AbstractInorganic cubic CsPbI3 perovskite (α‐CsPbI3) has been widely explored for perovskite solar cells (PSCs) due to its thermal stability and suitable bandgap of 1.73 eV. However, α‐CsPbI3 usually requires high synthesis temperatures (>320 °C). Additionally, it usually undergoes phase transition to the nonperovskite structure phase (β‐CsPbI3), which results in poor photoelectric performance in devices. In this study, it is first found that the tortuous 3D CsPbI3 phase (γ‐CsPbI3) can be prepared and used for PSCs by solution process without any additive at low temperature (60 °C). The γ‐CsPbI3 exhibits suitable bandgap of 1.75 eV and favorable photoelectric properties.

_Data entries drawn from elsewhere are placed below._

mod controller;
mod downsample;
mod input;
mod raster;
mod scene;
mod view;
mod waveform;

use std::path::PathBuf;

use anyhow::{Context, Result};
use clap::Parser;
use log::info;
use macroquad::prelude::*;

use controller::InteractionController;
use input::HostInput;
use raster::Renderer;
use scene::Layout;
use waveform::Waveform;

const WINDOW_TITLE: &str = "Signal Viewer";
const SCREEN_WIDTH: i32 = 1000;
const SCREEN_HEIGHT: i32 = 400;
const BACKGROUND: Color = WHITE;

#[derive(Parser)]
#[command(name = "signal-viewer")]
#[command(about = "Zoomable viewer for binary waveform description files")]
struct Cli {
    /// File with optional TIMESTEP;/UNITS; records followed by DATA; and one 0/1 sample per line
    #[arg(default_value = "data.txt")]
    input: PathBuf,
}

fn main() {
    if let Err(err) = init_logging() {
        eprintln!("[startup] {err:?}");
    }

    let cli = Cli::parse();
    info!("opening {}", cli.input.display());
    let waveform = Waveform::load_or_empty(&cli.input);

    macroquad::Window::from_config(window_conf(), async move {
        let mut viewer = Viewer::new(waveform);
        loop {
            viewer.frame();
            next_frame().await;
        }
    });
}

fn init_logging() -> Result<()> {
    env_logger::Builder::from_env(env_logger::Env::default().default_filter_or("info"))
        .format_timestamp(None)
        .try_init()
        .context("failed to install the log backend")
}

fn window_conf() -> Conf {
    Conf {
        window_title: WINDOW_TITLE.into(),
        fullscreen: false,
        sample_count: 1,
        window_width: SCREEN_WIDTH,
        window_height: SCREEN_HEIGHT,
        window_resizable: true,
        high_dpi: false,
        ..Default::default()
    }
}

/// Application context: owns the loaded waveform and everything derived from input.
struct Viewer {
    waveform: Waveform,
    controller: InteractionController,
    renderer: Renderer,
    input: HostInput,
}

impl Viewer {
    fn new(waveform: Waveform) -> Self {
        Self {
            waveform,
            controller: InteractionController::default(),
            renderer: Renderer::default(),
            input: HostInput::default(),
        }
    }

    fn frame(&mut self) {
        let gestures = self.input.poll();
        let size = self.input.size();
        let layout = Layout::compute(size, self.waveform.len());
        for gesture in gestures {
            if self.controller.handle(gesture, &layout).needs_redraw() {
                self.renderer.invalidate();
            }
        }
        self.input.set_grabbing(self.controller.is_dragging());

        clear_background(BACKGROUND);
        let texture = self
            .renderer
            .present(&self.waveform, self.controller.view(), size);
        draw_texture_ex(
            texture,
            0.0,
            0.0,
            WHITE,
            DrawTextureParams {
                dest_size: Some(vec2(size.width as f32, size.height as f32)),
                ..Default::default()
            },
        );
    }
}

However, γ‐CsPbI3 is a metastable phase and easily transforms into β‐CsPbI3 in ambient moisture. In order to improve the stability of γ‐CsPbI3, calcium ions (Ca2+) with a relatively small radius of 100 pm are used to partially substitute lead ions (119 pm). This research proves that Ca2+ can effectively improve the stability of the γ‐CsPbI3 at room temperature. By optimizing the doping concentration of Ca2+ (CsPb1−xCaxI3, x is from 0% to 2%), the Ca2+‐doped γ‐CsPbI3 PSCs achieve a hysteresis‐free J–V curve and a maximum power conversion efficiency (PCE) of 9.20%.